• _THE TASK_: Find all lines in the records that include the word "normalize", and copy them out.

• _PROVIDED DATA_:
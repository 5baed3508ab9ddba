//! Day classification.
//!
//! This module assigns an [`AttendanceStatus`] to a single day. Rules are
//! applied in priority order: leave, then weekend, then hour thresholds.

use chrono::{Datelike, NaiveDate};
use rust_decimal::Decimal;

use crate::config::AttendancePolicy;
use crate::models::{AttendanceStatus, AuditStep};

/// Default hours at or above which a working day counts as present (8.5).
pub const FULL_DAY_THRESHOLD: Decimal = Decimal::from_parts(85, 0, 0, false, 1);

/// Classifies a single day.
///
/// # Arguments
///
/// * `date` - The calendar date
/// * `hours` - Hours logged; negative values are treated as zero
/// * `is_leave_day` - True if the day came from a leave request with no real entry
/// * `policy` - Thresholds and weekend days
///
/// # Behavior
///
/// 1. A leave day is [`AttendanceStatus::Leave`], even on a weekend
/// 2. A weekend day is [`AttendanceStatus::Weekend`], whatever the hours
/// 3. Zero hours is [`AttendanceStatus::Absent`]
/// 4. Fewer hours than the threshold is [`AttendanceStatus::HalfDay`]
/// 5. Otherwise [`AttendanceStatus::Present`]
///
/// # Example
///
/// ```
/// use attendance_engine::calculation::classify_day;
/// use attendance_engine::config::AttendancePolicy;
/// use attendance_engine::models::AttendanceStatus;
/// use chrono::NaiveDate;
/// use rust_decimal::Decimal;
///
/// let policy = AttendancePolicy::default();
/// let monday = NaiveDate::from_ymd_opt(2023, 4, 3).unwrap();
/// let sunday = NaiveDate::from_ymd_opt(2023, 4, 9).unwrap();
///
/// assert_eq!(classify_day(monday, Decimal::new(9, 0), false, &policy), AttendanceStatus::Present);
/// assert_eq!(classify_day(monday, Decimal::new(6, 0), false, &policy), AttendanceStatus::HalfDay);
/// assert_eq!(classify_day(monday, Decimal::ZERO, false, &policy), AttendanceStatus::Absent);
/// assert_eq!(classify_day(sunday, Decimal::ZERO, false, &policy), AttendanceStatus::Weekend);
/// assert_eq!(classify_day(sunday, Decimal::ZERO, true, &policy), AttendanceStatus::Leave);
/// ```
pub fn classify_day(
    date: NaiveDate,
    hours: Decimal,
    is_leave_day: bool,
    policy: &AttendancePolicy,
) -> AttendanceStatus {
    let hours = hours.max(Decimal::ZERO);

    if is_leave_day {
        AttendanceStatus::Leave
    } else if policy.is_weekend(date.weekday()) {
        AttendanceStatus::Weekend
    } else if hours.is_zero() {
        AttendanceStatus::Absent
    } else if hours < policy.full_day_threshold_hours {
        AttendanceStatus::HalfDay
    } else {
        AttendanceStatus::Present
    }
}

/// Builds the audit step recording one classification.
pub(crate) fn classification_audit_step(
    date: NaiveDate,
    hours: Decimal,
    is_leave_day: bool,
    status: AttendanceStatus,
    policy: &AttendancePolicy,
    step_number: u32,
) -> AuditStep {
    let threshold = policy.full_day_threshold_hours.normalize();
    let reasoning = match status {
        AttendanceStatus::Leave => format!("{} is covered by a leave request", date),
        AttendanceStatus::Weekend => format!("{} falls on a {}", date, date.weekday()),
        AttendanceStatus::Absent => format!("No hours logged on working day {}", date),
        AttendanceStatus::HalfDay => format!(
            "{} hours is under the {} hour full-day threshold",
            hours.normalize(),
            threshold
        ),
        AttendanceStatus::Present => format!(
            "{} hours meets the {} hour full-day threshold",
            hours.normalize(),
            threshold
        ),
    };

    AuditStep {
        step_number,
        rule_id: "day_classification".to_string(),
        rule_name: "Day Classification".to_string(),
        policy_ref: "full_day_threshold_hours, weekend_days".to_string(),
        input: serde_json::json!({
            "date": date.to_string(),
            "hours": hours.normalize().to_string(),
            "is_leave_day": is_leave_day
        }),
        output: serde_json::json!({
            "status": status.label()
        }),
        reasoning,
    }
}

• _WRITTEN RESPONSE_:
    let threshold = policy.full_day_threshold_hours.normalize();
            hours.normalize(),
            hours.normalize(),
            "hours": hours.normalize().to_string(),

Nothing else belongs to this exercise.